__REQUIRED ACTION__
Repeat the data below exactly. Include each line.

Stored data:
□ □ □ □ □ □ □

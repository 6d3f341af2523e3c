use chrono::NaiveDateTime;
use serde::{Deserialize, Serialize};

/// Sample types a raster node can be stored with
#[derive(Debug, Clone, Copy, PartialEq, Eq, Hash, Serialize, Deserialize)]
pub enum DataType {
    Int8,
    UInt8,
    Int16,
    UInt16,
    Int32,
    UInt32,
    Float32,
    Float64,
}

impl DataType {
    /// Type name as it appears in DATA_TYPE and MDATTR type attributes
    pub fn name(&self) -> &'static str {
        match self {
            DataType::Int8 => "int8",
            DataType::UInt8 => "uint8",
            DataType::Int16 => "int16",
            DataType::UInt16 => "uint16",
            DataType::Int32 => "int32",
            DataType::UInt32 => "uint32",
            DataType::Float32 => "float32",
            DataType::Float64 => "float64",
        }
    }

    pub fn from_name(name: &str) -> Option<Self> {
        match name.trim().to_ascii_lowercase().as_str() {
            "int8" => Some(DataType::Int8),
            "uint8" => Some(DataType::UInt8),
            "int16" => Some(DataType::Int16),
            "uint16" => Some(DataType::UInt16),
            "int32" => Some(DataType::Int32),
            "uint32" => Some(DataType::UInt32),
            "float32" => Some(DataType::Float32),
            "float64" => Some(DataType::Float64),
            _ => None,
        }
    }

    /// Element size in bytes
    pub fn size(&self) -> usize {
        match self {
            DataType::Int8 | DataType::UInt8 => 1,
            DataType::Int16 | DataType::UInt16 => 2,
            DataType::Int32 | DataType::UInt32 | DataType::Float32 => 4,
            DataType::Float64 => 8,
        }
    }

    /// ENVI `data type` code
    pub fn envi_code(&self) -> u32 {
        match self {
            DataType::Int8 | DataType::UInt8 => 1,
            DataType::Int16 => 2,
            DataType::Int32 => 3,
            DataType::Float32 => 4,
            DataType::Float64 => 5,
            DataType::UInt16 => 12,
            DataType::UInt32 => 13,
        }
    }

    pub fn from_envi_code(code: u32) -> Option<Self> {
        match code {
            1 => Some(DataType::UInt8),
            2 => Some(DataType::Int16),
            3 => Some(DataType::Int32),
            4 => Some(DataType::Float32),
            5 => Some(DataType::Float64),
            12 => Some(DataType::UInt16),
            13 => Some(DataType::UInt32),
            _ => None,
        }
    }

    pub fn is_float(&self) -> bool {
        matches!(self, DataType::Float32 | DataType::Float64)
    }
}

impl std::fmt::Display for DataType {
    fn fmt(&self, f: &mut std::fmt::Formatter<'_>) -> std::fmt::Result {
        write!(f, "{}", self.name())
    }
}

/// RGBA colour used by masks, palettes and no-data display
#[derive(Debug, Clone, Copy, PartialEq, Eq, Serialize, Deserialize)]
pub struct Color {
    pub red: u8,
    pub green: u8,
    pub blue: u8,
    pub alpha: u8,
}

impl Color {
    pub const fn rgb(red: u8, green: u8, blue: u8) -> Self {
        Self { red, green, blue, alpha: 255 }
    }

    pub const RED: Color = Color::rgb(255, 0, 0);
    pub const GREEN: Color = Color::rgb(0, 255, 0);
    pub const BLUE: Color = Color::rgb(0, 0, 255);
}

impl Default for Color {
    fn default() -> Self {
        Color::RED
    }
}

/// Handle identifying a raster node inside a product
#[derive(Debug, Clone, PartialEq, Eq, Hash, Serialize, Deserialize)]
pub enum RasterNodeId {
    Band(String),
    TiePointGrid(String),
}

impl RasterNodeId {
    pub fn name(&self) -> &str {
        match self {
            RasterNodeId::Band(name) | RasterNodeId::TiePointGrid(name) => name,
        }
    }
}

impl std::fmt::Display for RasterNodeId {
    fn fmt(&self, f: &mut std::fmt::Formatter<'_>) -> std::fmt::Result {
        match self {
            RasterNodeId::Band(name) => write!(f, "band '{}'", name),
            RasterNodeId::TiePointGrid(name) => write!(f, "tie-point grid '{}'", name),
        }
    }
}

/// Error types for DIMAP encoding and decoding
#[derive(Debug, thiserror::Error)]
pub enum DimapError {
    #[error("I/O error: {0}")]
    Io(#[from] std::io::Error),

    #[error("Invalid product format: {0}")]
    Format(String),

    #[error("Field parse error: {0}")]
    FieldParse(String),

    #[error("Geocoding unresolved: {0}")]
    GeocodingUnresolved(String),

    #[error("Data unavailable: {0}")]
    DataUnavailable(String),

    #[error("Operation cancelled by user")]
    UserCancelled,

    #[error("Incompatible expression: {0}")]
    IncompatibleExpression(String),

    #[error("XML parsing error: {0}")]
    XmlParsing(String),
}

/// Result type for DIMAP operations
pub type DimapResult<T> = Result<T, DimapError>;

/// Category of a recovered problem
#[derive(Debug, Clone, Copy, PartialEq, Eq, Serialize, Deserialize)]
pub enum DiagnosticKind {
    FieldParse,
    GeocodingUnresolved,
    DataUnavailable,
    IncompatibleExpression,
}

/// A problem that was recovered from locally and is reported to the caller
#[derive(Debug, Clone, PartialEq, Serialize, Deserialize)]
pub struct Diagnostic {
    pub kind: DiagnosticKind,
    pub message: String,
}

impl Diagnostic {
    pub fn new(kind: DiagnosticKind, message: impl Into<String>) -> Self {
        let message = message.into();
        log::warn!("{:?}: {}", kind, message);
        Self { kind, message }
    }

    /// The error this diagnostic would have been had it not been recovered
    pub fn to_error(&self) -> DimapError {
        match self.kind {
            DiagnosticKind::FieldParse => DimapError::FieldParse(self.message.clone()),
            DiagnosticKind::GeocodingUnresolved => {
                DimapError::GeocodingUnresolved(self.message.clone())
            }
            DiagnosticKind::DataUnavailable => DimapError::DataUnavailable(self.message.clone()),
            DiagnosticKind::IncompatibleExpression => {
                DimapError::IncompatibleExpression(self.message.clone())
            }
        }
    }
}

impl std::fmt::Display for Diagnostic {
    fn fmt(&self, f: &mut std::fmt::Formatter<'_>) -> std::fmt::Result {
        write!(f, "{}", self.to_error())
    }
}

const UTC_FORMAT_OUT: &str = "%d-%b-%Y %H:%M:%S%.6f";

/// Parse a product time in the `dd-MMM-yyyy HH:mm:ss.ffffff` form.
/// ISO-8601 is accepted as well since some producers write it.
pub fn parse_utc(text: &str) -> Option<NaiveDateTime> {
    let text = text.trim();
    let formats = [
        "%d-%b-%Y %H:%M:%S%.f",
        "%d-%b-%Y %H:%M:%S",
        "%Y-%m-%dT%H:%M:%S%.f",
        "%Y-%m-%dT%H:%M:%S%.fZ",
        "%Y-%m-%d %H:%M:%S%.f",
    ];
    formats
        .iter()
        .find_map(|fmt| NaiveDateTime::parse_from_str(text, fmt).ok())
}

/// Format a product time, e.g. `19-MAY-2003 00:34:05.000034`
pub fn format_utc(time: &NaiveDateTime) -> String {
    time.format(UTC_FORMAT_OUT).to_string().to_uppercase()
}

□ □ □ □ □ □ □

__OUTPUT FOR THIS EXERCISE__
repository 6d3f341af2523e3c
use chrono::NaiveDateTime;
use serde::{Deserialize, Serialize};

/// Sample types a raster node can be stored with
#[derive(Debug, Clone, Copy, PartialEq, Eq, Hash, Serialize, Deserialize)]
pub enum DataType {
    Int8,
    UInt8,
    Int16,
    UInt16,
    Int32,
    UInt32,
    Float32,
    Float64,
}

impl DataType {
    /// Type name as it appears in DATA_TYPE and MDATTR type attributes
    pub fn name(&self) -> &'static str {
        match self {
            DataType::Int8 => "int8",
            DataType::UInt8 => "uint8",
            DataType::Int16 => "int16",
            DataType::UInt16 => "uint16",
            DataType::Int32 => "int32",
            DataType::UInt32 => "uint32",
            DataType::Float32 => "float32",
            DataType::Float64 => "float64",
        }
    }

    pub fn from_name(name: &str) -> Option<Self> {
        match name.trim().to_ascii_lowercase().as_str() {
            "int8" => Some(DataType::Int8),
            "uint8" => Some(DataType::UInt8),
            "int16" => Some(DataType::Int16),
            "uint16" => Some(DataType::UInt16),
            "int32" => Some(DataType::Int32),
            "uint32" => Some(DataType::UInt32),
            "float32" => Some(DataType::Float32),
            "float64" => Some(DataType::Float64),
            _ => None,
        }
    }

    /// Element size in bytes
    pub fn size(&self) -> usize {
        match self {
            DataType::Int8 | DataType::UInt8 => 1,
            DataType::Int16 | DataType::UInt16 => 2,
            DataType::Int32 | DataType::UInt32 | DataType::Float32 => 4,
            DataType::Float64 => 8,
        }
    }

    /// ENVI `data type` code
    pub fn envi_code(&self) -> u32 {
        match self {
            DataType::Int8 | DataType::UInt8 => 1,
            DataType::Int16 => 2,
            DataType::Int32 => 3,
            DataType::Float32 => 4,
            DataType::Float64 => 5,
            DataType::UInt16 => 12,
            DataType::UInt32 => 13,
        }
    }

    pub fn from_envi_code(code: u32) -> Option<Self> {
        match code {
            1 => Some(DataType::UInt8),
            2 => Some(DataType::Int16),
            3 => Some(DataType::Int32),
            4 => Some(DataType::Float32),
            5 => Some(DataType::Float64),
            12 => Some(DataType::UInt16),
            13 => Some(DataType::UInt32),
            _ => None,
        }
    }

    pub fn is_float(&self) -> bool {
        matches!(self, DataType::Float32 | DataType::Float64)
    }
}

impl std::fmt::Display for DataType {
    fn fmt(&self, f: &mut std::fmt::Formatter<'_>) -> std::fmt::Result {
        write!(f, "{}", self.name())
    }
}

/// RGBA colour used by masks, palettes and no-data display
#[derive(Debug, Clone, Copy, PartialEq, Eq, Serialize, Deserialize)]
pub struct Color {
    pub red: u8,
    pub green: u8,
    pub blue: u8,
    pub alpha: u8,
}

impl Color {
    pub const fn rgb(red: u8, green: u8, blue: u8) -> Self {
        Self { red, green, blue, alpha: 255 }
    }

    pub const RED: Color = Color::rgb(255, 0, 0);
    pub const GREEN: Color = Color::rgb(0, 255, 0);
    pub const BLUE: Color = Color::rgb(0, 0, 255);
}

impl Default for Color {
    fn default() -> Self {
        Color::RED
    }
}

/// Handle identifying a raster node inside a product
#[derive(Debug, Clone, PartialEq, Eq, Hash, Serialize, Deserialize)]
pub enum RasterNodeId {
    Band(String),
    TiePointGrid(String),
}

impl RasterNodeId {
    pub fn name(&self) -> &str {
        match self {
            RasterNodeId::Band(name) | RasterNodeId::TiePointGrid(name) => name,
        }
    }
}

impl std::fmt::Display for RasterNodeId {
    fn fmt(&self, f: &mut std::fmt::Formatter<'_>) -> std::fmt::Result {
        match self {
            RasterNodeId::Band(name) => write!(f, "band '{}'", name),
            RasterNodeId::TiePointGrid(name) => write!(f, "tie-point grid '{}'", name),
        }
    }
}

/// Error types for DIMAP encoding and decoding
#[derive(Debug, thiserror::Error)]
pub enum DimapError {
    #[error("I/O error: {0}")]
    Io(#[from] std::io::Error),

    #[error("Invalid product format: {0}")]
    Format(String),

    #[error("Field parse error: {0}")]
    FieldParse(String),

    #[error("Geocoding unresolved: {0}")]
    GeocodingUnresolved(String),

    #[error("Data unavailable: {0}")]
    DataUnavailable(String),

    #[error("Operation cancelled by user")]
    UserCancelled,

    #[error("Incompatible expression: {0}")]
    IncompatibleExpression(String),

    #[error("XML parsing error: {0}")]
    XmlParsing(String),
}

/// Result type for DIMAP operations
pub type DimapResult<T> = Result<T, DimapError>;

/// Category of a recovered problem
#[derive(Debug, Clone, Copy, PartialEq, Eq, Serialize, Deserialize)]
pub enum DiagnosticKind {
    FieldParse,
    GeocodingUnresolved,
    DataUnavailable,
    IncompatibleExpression,
}

/// A problem that was recovered from locally and is reported to the caller
#[derive(Debug, Clone, PartialEq, Serialize, Deserialize)]
pub struct Diagnostic {
    pub kind: DiagnosticKind,
    pub message: String,
}

impl Diagnostic {
    pub fn new(kind: DiagnosticKind, message: impl Into<String>) -> Self {
        let message = message.into();
        log::warn!("{:?}: {}", kind, message);
        Self { kind, message }
    }

    /// The error this diagnostic would have been had it not been recovered
    pub fn to_error(&self) -> DimapError {
        match self.kind {
            DiagnosticKind::FieldParse => DimapError::FieldParse(self.message.clone()),
            DiagnosticKind::GeocodingUnresolved => {
                DimapError::GeocodingUnresolved(self.message.clone())
            }
            DiagnosticKind::DataUnavailable => DimapError::DataUnavailable(self.message.clone()),
            DiagnosticKind::IncompatibleExpression => {
                DimapError::IncompatibleExpression(self.message.clone())
            }
        }
    }
}

impl std::fmt::Display for Diagnostic {
    fn fmt(&self, f: &mut std::fmt::Formatter<'_>) -> std::fmt::Result {
        write!(f, "{}", self.to_error())
    }
}

const UTC_FORMAT_OUT: &str = "%d-%b-%Y %H:%M:%S%.6f";

/// Parse a product time in the `dd-MMM-yyyy HH:mm:ss.ffffff` form.
/// ISO-8601 is accepted as well since some producers write it.
pub fn parse_utc(text: &str) -> Option<NaiveDateTime> {
    let text = text.trim();
    let formats = [
        "%d-%b-%Y %H:%M:%S%.f",
        "%d-%b-%Y %H:%M:%S",
        "%Y-%m-%dT%H:%M:%S%.f",
        "%Y-%m-%dT%H:%M:%S%.fZ",
        "%Y-%m-%d %H:%M:%S%.f",
    ];
    formats
        .iter()
        .find_map(|fmt| NaiveDateTime::parse_from_str(text, fmt).ok())
}

/// Format a product time, e.g. `19-MAY-2003 00:34:05.000034`
pub fn format_utc(time: &NaiveDateTime) -> String {
    time.format(UTC_FORMAT_OUT).to_string().to_uppercase()
}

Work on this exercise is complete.